Since I was the one who first mentioned terminal velocity, I feel compelled to start a new topic and attempt to set a few things straight.
These are two good sites (be sure to read all of it, not just part of the articles) - http://www.grc.nasa.gov/WWW/k-12/airplane/termv.htmlhttp://www.ehow.com/list_5761172_ball-drop-science-projects.html
Over a short distance of 10 feet, spherical balls of different size, mass, and density will hit the ground at the same time.
If one were to drop a pigeon's feather and a 14lb bowling ball off the Brooklyn Bridge, the bowling ball will hit the water first.
And I believe (going by the equation from the NASA site), a 14lb bowling ball will have a higher terminal velocity than a 1 oz ping-pong ball when dropped from the tallest building in the world. This is because the equation for terminal velocity V = sqrt (2*mass*G/(Cd*rho*area)) means that V is proportional to sqrt(density*radius of ball) since mass is proportional to density * radius ^3 and area is proportional to radius^2 and Cd for both balls are about the same.

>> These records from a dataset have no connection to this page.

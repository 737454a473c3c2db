//! Opt-in console log capture for bug reports.
//!
//! [`ConsoleCapture`] sits between the host application's logging calls and
//! their real destination (a [`LogSink`]). While capture is active it records
//! each call into a bounded history before forwarding the original arguments
//! unchanged; when inactive it forwards only. The recorded history is what
//! gets attached to a bug report submission.

mod arg;
mod capture;
mod sink;

pub use arg::ConsoleArg;
pub use capture::{ConsoleCapture, MAX_LOG_ENTRIES};
pub use sink::{LogSink, TracingSink};
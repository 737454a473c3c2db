use async_trait::async_trait;

/// Errors a screenshot provider may surface.
///
/// Providers must fail with one of these rather than hand back a malformed
/// image.
#[derive(Debug, thiserror::Error)]
pub enum ScreenshotError {
    #[error("screenshot capture failed: {0}")]
    Capture(String),

    #[error("captured image is empty")]
    EmptyImage,
}

/// Collaborator that rasterizes the visible page.
///
/// Implementations return a data-URL encoded image of the page body and must
/// honor the exclusion rules so the reporter's own UI and transient overlays
/// never appear in the capture.
#[async_trait]
pub trait ScreenshotProvider: Send + Sync {
    async fn capture(&self, rules: &ExclusionRules) -> Result<String, ScreenshotError>;
}

/// Elements the screenshot provider must leave out of the capture.
///
/// The defaults cover the reporter's own widget plus the usual overlay and
/// portal containers.
#[derive(Debug, Clone)]
pub struct ExclusionRules {
    /// Class-attribute fragments; substring match.
    pub class_fragments: Vec<String>,
    /// ARIA roles excluded outright.
    pub roles: Vec<String>,
    /// Marker attributes excluded outright.
    pub attributes: Vec<String>,
}

impl Default for ExclusionRules {
    fn default() -> Self {
        Self {
            class_fragments: [
                "bug-reporter-widget",
                "bug-reporter-sdk",
                "radix-portal",
                "toast",
                "modal",
                "overlay",
                "popup",
                "dropdown",
                "tooltip",
                "popover",
                "dialog",
                "notification",
            ]
            .map(String::from)
            .to_vec(),
            roles: ["dialog", "alertdialog", "tooltip", "menu"]
                .map(String::from)
                .to_vec(),
            attributes: [
                "data-radix-portal",
                "data-sonner-toaster",
                "data-html2canvas-ignore",
            ]
            .map(String::from)
            .to_vec(),
        }
    }
}

impl ExclusionRules {
    /// Whether an element with this class attribute is excluded.
    pub fn excludes_class(&self, class_attr: &str) -> bool {
        self.class_fragments
            .iter()
            .any(|fragment| class_attr.contains(fragment))
    }

    /// Whether an element with this ARIA role is excluded.
    pub fn excludes_role(&self, role: &str) -> bool {
        self.roles.iter().any(|r| r == role)
    }

    /// Whether an element carrying this attribute is excluded.
    pub fn excludes_attribute(&self, attribute: &str) -> bool {
        self.attributes.iter().any(|a| a == attribute)
    }

    /// The combined predicate: true when any rule matches.
    pub fn excludes_element(
        &self,
        class_attr: &str,
        role: Option<&str>,
        attributes: &[&str],
    ) -> bool {
        self.excludes_class(class_attr)
            || role.is_some_and(|r| self.excludes_role(r))
            || attributes.iter().any(|a| self.excludes_attribute(a))
    }
}
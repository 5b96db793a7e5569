//! Topic-prefix subscriber.

use std::path::Path;
use std::time::Duration;

use super::publish::{SUBSCRIBE, UNSUBSCRIBE};
use super::{Link, SocketRole};
use crate::Event;
use crate::codec::Serializer;
use crate::error::{ProtocolError, TransportResult};
use crate::framing::Parts;

/// Receives events from a [`PublishStream`](super::PublishStream).
///
/// A fresh subscriber receives nothing until it subscribes; the empty prefix
/// matches every topic.
pub struct SubscribeStream {
    link: Link,
    serializer: Serializer,
    prefixes: Vec<String>,
}

impl SubscribeStream {
    pub async fn connect(path: impl AsRef<Path>, serializer: Serializer) -> TransportResult<Self> {
        Ok(Self {
            link: Link::connect(path.as_ref(), SocketRole::Sub).await?,
            serializer,
            prefixes: Vec::new(),
        })
    }

    pub async fn subscribe(&mut self, prefix: &str) -> TransportResult<()> {
        self.link.send(&[SUBSCRIBE, prefix.as_bytes()]).await?;
        self.prefixes.push(prefix.to_string());
        Ok(())
    }

    pub async fn unsubscribe(&mut self, prefix: &str) -> TransportResult<()> {
        self.link.send(&[UNSUBSCRIBE, prefix.as_bytes()]).await?;
        if let Some(pos) = self.prefixes.iter().position(|p| p == prefix) {
            self.prefixes.remove(pos);
        }
        Ok(())
    }

    /// Prefixes currently subscribed.
    pub fn subscriptions(&self) -> &[String] {
        &self.prefixes
    }

    pub async fn receive(&mut self) -> TransportResult<Event> {
        let parts = self.link.inbound().next().await?;
        self.decode(parts)
    }

    pub async fn receive_timeout(&mut self, timeout: Duration) -> TransportResult<Event> {
        let parts = self
            .link
            .inbound()
            .next_timeout(timeout, "subscribe receive")
            .await?;
        self.decode(parts)
    }

    fn decode(&self, parts: Parts) -> TransportResult<Event> {
        let [topic, payload]: [Vec<u8>; 2] =
            parts.try_into().map_err(|parts: Parts| ProtocolError::PartCount {
                expected: 2,
                received: parts.len(),
            })?;
        let topic = String::from_utf8(topic).map_err(|_| ProtocolError::invalid("topic is not UTF-8"))?;
        let payload = self
            .serializer
            .deserialize(&payload)
            .map_err(ProtocolError::from)?;
        Ok(Event::new(topic, payload))
    }
}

Hence the bowling ball should hit the ground before the ping pong ball, assuming at least the ping pong ball has reached terminal velocity.
Though I have not practice mechanical engineering the past 15 years, having a Master degree in ME specializing in Fluid Mechanics and Thermodynamics does come in handy at times when I have the discipline NOT to shoot from the hip and say stupid things like a human reaching terminal velocity after 230 feet. NOT.